COMPLICATIONS RELATED TO THE ENDOSCOPIC ULTRASOUND-GUIDED BILIARY DRAINAGE PROCEDURE
EUS-BD is an invasive procedure and similarly to PTBD, and ERCP is associated with many potential complications. In the systematic review mentioned above,[25] the cumulative adverse event rate of EUS-BD was 23.3%. Furthermore, in our review of the studies, with a significant number of patients, the adverse event rate of EUS-BD was 18% [Table 1]. Of note, this figure is higher than the rate of adverse events reported for ERCP (6.8%–7.9% with reported procedure-related fatalities in 0.33% of cases).[32,33] However, in comparison with PTBD, EUS-BD appears to be safer,[34] being associated with fewer adverse events (18.2% vs. 39.2%, including reinterventions in 15.7% vs. 80.4%), as resulted from a study involving 73 patients with distal malignant biliary obstruction after failed ERCP, results that were subsequently confirmed in other studies.[35,36]
Common adverse events that can occur during or after EUS-BD are bleeding, bile leakage, stent migration, cholangitis, and abdominal pain. Most of these adverse events are either self-limited or can be managed conservatively. Comparison between the EUS-CDS and EUS-HGS approaches has failed to disclose significant differences in the rate of procedure-related adverse events.[19,25] Likewise, EUS-BD in patients with malignant versus benign diseases results in similar complication rates.[14] On the other hand, what seems to be independently associated with their occurrence is the use of plastic stents.[19] Indeed, in a large systematic review, the rate of adverse events associated with the use of metal stents was 17.5%, significantly lower compared to that of plastic stents (31.0%) (P = 0.013).[25] More recently, a meta-analysis reported a reduced rate of adverse events of EUS-guided RV compared with EUS-guided transmural drainage (11% vs. 21%, respectively).[37]
FUTURE PERSPECTIVES
All the available evidence presented above indicates that EUS-BD is a high technically challenging procedure, which has to be performed by experts trained in pancreaticobiliary endoscopy in a setting with multidisciplinary surgical and radiological support in the event of the occurrence of complications.

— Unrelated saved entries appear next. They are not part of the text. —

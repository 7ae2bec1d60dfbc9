//! WGSL sources of the SSR passes and compute kernels.
//!
//! Every module is parsed and validated with naga when it is added, and its
//! entry points are reflected so the backend can answer which passes exist and
//! what work-group size each kernel declares without touching the device.

use std::collections::{HashMap, HashSet};
use std::path::Path;

use specula_gpu_shared::shaders::{ComputeKernel, ComputeModule, ShaderPass};

pub const SSR_FILE: &str = "ssr.wgsl";
pub const HIZ_FILE: &str = "hiz.wgsl";
pub const DUAL_BLUR_FILE: &str = "dual_blur.wgsl";

const BUILTIN_SSR: &str = include_str!("../shaders/ssr.wgsl");
const BUILTIN_HIZ: &str = include_str!("../shaders/hiz.wgsl");
const BUILTIN_DUAL_BLUR: &str = include_str!("../shaders/dual_blur.wgsl");

/// A validated WGSL module and its entry points.
#[derive(Clone, Debug)]
pub struct ReflectedModule {
    pub label: String,
    pub source: String,
    vertex_entries: HashSet<String>,
    fragment_entries: HashSet<String>,
    compute_entries: HashMap<String, [u32; 3]>,
}

impl ReflectedModule {
    pub fn parse(label: &str, source: &str) -> Result<Self, String> {
        let module = naga::front::wgsl::parse_str(source)
            .map_err(|e| format!("{label}: WGSL parse failed: {}", e.emit_to_string(source)))?;
        naga::valid::Validator::new(
            naga::valid::ValidationFlags::all(),
            naga::valid::Capabilities::all(),
        )
        .validate(&module)
        .map_err(|e| format!("{label}: validation failed: {}", e.emit_to_string(source)))?;

        let mut vertex_entries = HashSet::new();
        let mut fragment_entries = HashSet::new();
        let mut compute_entries = HashMap::new();
        for ep in &module.entry_points {
            match ep.stage {
                naga::ShaderStage::Vertex => {
                    vertex_entries.insert(ep.name.clone());
                }
                naga::ShaderStage::Fragment => {
                    fragment_entries.insert(ep.name.clone());
                }
                naga::ShaderStage::Compute => {
                    compute_entries.insert(ep.name.clone(), ep.workgroup_size);
                }
            }
        }

        Ok(Self {
            label: label.to_string(),
            source: source.to_string(),
            vertex_entries,
            fragment_entries,
            compute_entries,
        })
    }

    pub fn has_vertex(&self, entry: &str) -> bool {
        self.vertex_entries.contains(entry)
    }

    pub fn has_fragment(&self, entry: &str) -> bool {
        self.fragment_entries.contains(entry)
    }

    pub fn workgroup_size(&self, entry: &str) -> Option<[u32; 3]> {
        self.compute_entries.get(entry).copied()
    }
}

/// The SSR pass module plus the two compute modules. Any of them may be absent;
/// the pipeline then skips the stages that need it.
#[derive(Clone, Debug, Default)]
pub struct ShaderLibrary {
    ssr: Option<ReflectedModule>,
    hiz: Option<ReflectedModule>,
    dual_blur: Option<ReflectedModule>,
}

impl ShaderLibrary {
    pub fn empty() -> Self {
        Self::default()
    }

    /// Reference kernels shipped with this crate.
    pub fn builtin() -> Result<Self, String> {
        Self::empty()
            .with_ssr(BUILTIN_SSR)?
            .with_hiz(BUILTIN_HIZ)?
            .with_dual_blur(BUILTIN_DUAL_BLUR)
    }

    pub fn with_ssr(mut self, source: &str) -> Result<Self, String> {
        self.ssr = Some(ReflectedModule::parse(SSR_FILE, source)?);
        Ok(self)
    }

    pub fn with_hiz(mut self, source: &str) -> Result<Self, String> {
        self.hiz = Some(ReflectedModule::parse(HIZ_FILE, source)?);
        Ok(self)
    }

    pub fn with_dual_blur(mut self, source: &str) -> Result<Self, String> {
        self.dual_blur = Some(ReflectedModule::parse(DUAL_BLUR_FILE, source)?);
        Ok(self)
    }

    /// Loads `ssr.wgsl`, `hiz.wgsl` and `dual_blur.wgsl` from `dir`. Missing
    /// files leave their module empty; files that fail validation are errors.
    pub fn from_dir(dir: &Path) -> Result<Self, String> {
        let read = |name: &str| -> Result<Option<String>, String> {
            let path = dir.join(name);
            if !path.exists() {
                log::warn!(
                    "SSR shader {} not found, dependent stages will be skipped",
                    path.display()
                );
                return Ok(None);
            }
            std::fs::read_to_string(&path)
                .map(Some)
                .map_err(|e| format!("failed to read {}: {e}", path.display()))
        };

        let mut library = Self::empty();
        if let Some(source) = read(SSR_FILE)? {
            library = library.with_ssr(&source)?;
        }
        if let Some(source) = read(HIZ_FILE)? {
            library = library.with_hiz(&source)?;
        }
        if let Some(source) = read(DUAL_BLUR_FILE)? {
            library = library.with_dual_blur(&source)?;
        }
        log::info!(
            "SSR shader library loaded from {}: {} passes, {} kernels",
            dir.display(),
            ShaderPass::ALL.iter().filter(|p| library.has_pass(**p)).count(),
            ComputeKernel::ALL
                .iter()
                .filter(|k| library.kernel_group_size(**k).is_some())
                .count()
        );
        Ok(library)
    }

    pub fn ssr(&self) -> Option<&ReflectedModule> {
        self.ssr.as_ref()
    }

    pub fn compute(&self, module: ComputeModule) -> Option<&ReflectedModule> {
        match module {
            ComputeModule::HiZ => self.hiz.as_ref(),
            ComputeModule::DualBlur => self.dual_blur.as_ref(),
        }
    }

    /// Whether the SSR module declares the entry points of `pass`.
    pub fn has_pass(&self, pass: ShaderPass) -> bool {
        let Some(module) = &self.ssr else {
            return false;
        };
        module.has_fragment(pass.fragment_entry())
            && pass.vertex_entry().map_or(true, |entry| module.has_vertex(entry))
    }

    pub fn kernel_group_size(&self, kernel: ComputeKernel) -> Option<[u32; 3]> {
        self.compute(kernel.module())?
            .workgroup_size(kernel.entry_point())
    }
}

#[cfg(test)]
mod tests {
    use super::*;

    const HIZ_8X4: &str = r#"
@group(0) @binding(1) var source_tex: texture_2d<f32>;
@group(0) @binding(2) var target_tex: texture_storage_2d<r32float, write>;

@compute @workgroup_size(8, 4, 1)
fn GetHiZ(@builtin(global_invocation_id) id: vec3<u32>) {
    let d = textureLoad(source_tex, vec2<i32>(id.xy) * 2, 0).r;
    textureStore(target_tex, vec2<i32>(id.xy), vec4<f32>(d, 0.0, 0.0, 0.0));
}
"#;

    const RESOLVE_ONLY: &str = r#"
@fragment
fn fs_resolve(@location(0) uv: vec2<f32>) -> @location(0) vec4<f32> {
    return vec4<f32>(uv, 0.0, 1.0);
}
"#;

    #[test]
    fn test_reflects_workgroup_size() {
        let library = ShaderLibrary::empty().with_hiz(HIZ_8X4).unwrap();
        assert_eq!(library.kernel_group_size(ComputeKernel::GetHiZ), Some([8, 4, 1]));
        assert_eq!(library.kernel_group_size(ComputeKernel::DualBlurDownSample), None);
    }

    #[test]
    fn test_pass_presence_follows_entries() {
        let library = ShaderLibrary::empty().with_ssr(RESOLVE_ONLY).unwrap();
        assert!(library.has_pass(ShaderPass::Resolve));
        assert!(!library.has_pass(ShaderPass::Composite));
        assert!(!library.has_pass(ShaderPass::RayMarch));
    }

    #[test]
    fn test_invalid_wgsl_is_rejected() {
        let err = ShaderLibrary::empty()
            .with_hiz("@compute @workgroup_size(8) fn GetHiZ( {")
            .unwrap_err();
        assert!(err.starts_with(HIZ_FILE), "{err}");
    }

    #[test]
    fn test_builtin_library_is_complete() {
        let library = ShaderLibrary::builtin().unwrap();
        for pass in ShaderPass::ALL {
            assert!(library.has_pass(pass), "{pass} missing");
        }
        for kernel in ComputeKernel::ALL {
            assert_eq!(library.kernel_group_size(kernel), Some([8, 8, 1]), "{kernel}");
        }
    }

    #[test]
    fn test_builtin_ray_march_walks_hiz_mips() {
        assert!(BUILTIN_SSR.contains("textureNumLevels(hiz_depth)"));
        assert!(BUILTIN_SSR.contains("hiz_level(p.xy, level)"));
        let library = ShaderLibrary::builtin().unwrap();
        assert!(library.has_pass(ShaderPass::RayMarch));
    }

    #[test]
    fn test_shared_utility_shaders_validate() {
        use specula_gpu_shared::shaders;

        let vert =
            ReflectedModule::parse("fullscreen", shaders::FULLSCREEN_TRIANGLE_VERT).unwrap();
        assert!(vert.has_vertex(shaders::FULLSCREEN_VERT_ENTRY));
        let blit = ReflectedModule::parse("blit", shaders::BLIT_FRAG).unwrap();
        assert!(blit.has_fragment(shaders::BLIT_FRAG_ENTRY));
    }

    #[test]
    fn test_missing_dir_yields_empty_library() {
        let dir = std::env::temp_dir().join("specula-no-such-shader-dir");
        let library = ShaderLibrary::from_dir(&dir).unwrap();
        assert!(library.ssr().is_none());
        assert!(library.kernel_group_size(ComputeKernel::GetHiZ).is_none());
    }
}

The efforts to reach a consensus on the better approach to be used in a given clinical scenario and standardization of the EUS-BD procedures are needed.
Another unsettled issue is represented by the minimal requirements for training before being able to perform the procedure. Most experts agree that training in interventional EUS techniques should be coupled with training in ERCP.
Although there are some reports favorably comparing EUS-BD with standard ERCP, the results of the systematic reviews available so far show that it cannot be used at the present time as a substitute for ERCP.[38] Indeed there is no doubt that there is a huge potential of EUS-BD, but it needs to be coupled with the development of dedicated accessories, along with a better standardization of the techniques and should be compulsory evidence-based to bring the EUS-BD procedure to another level.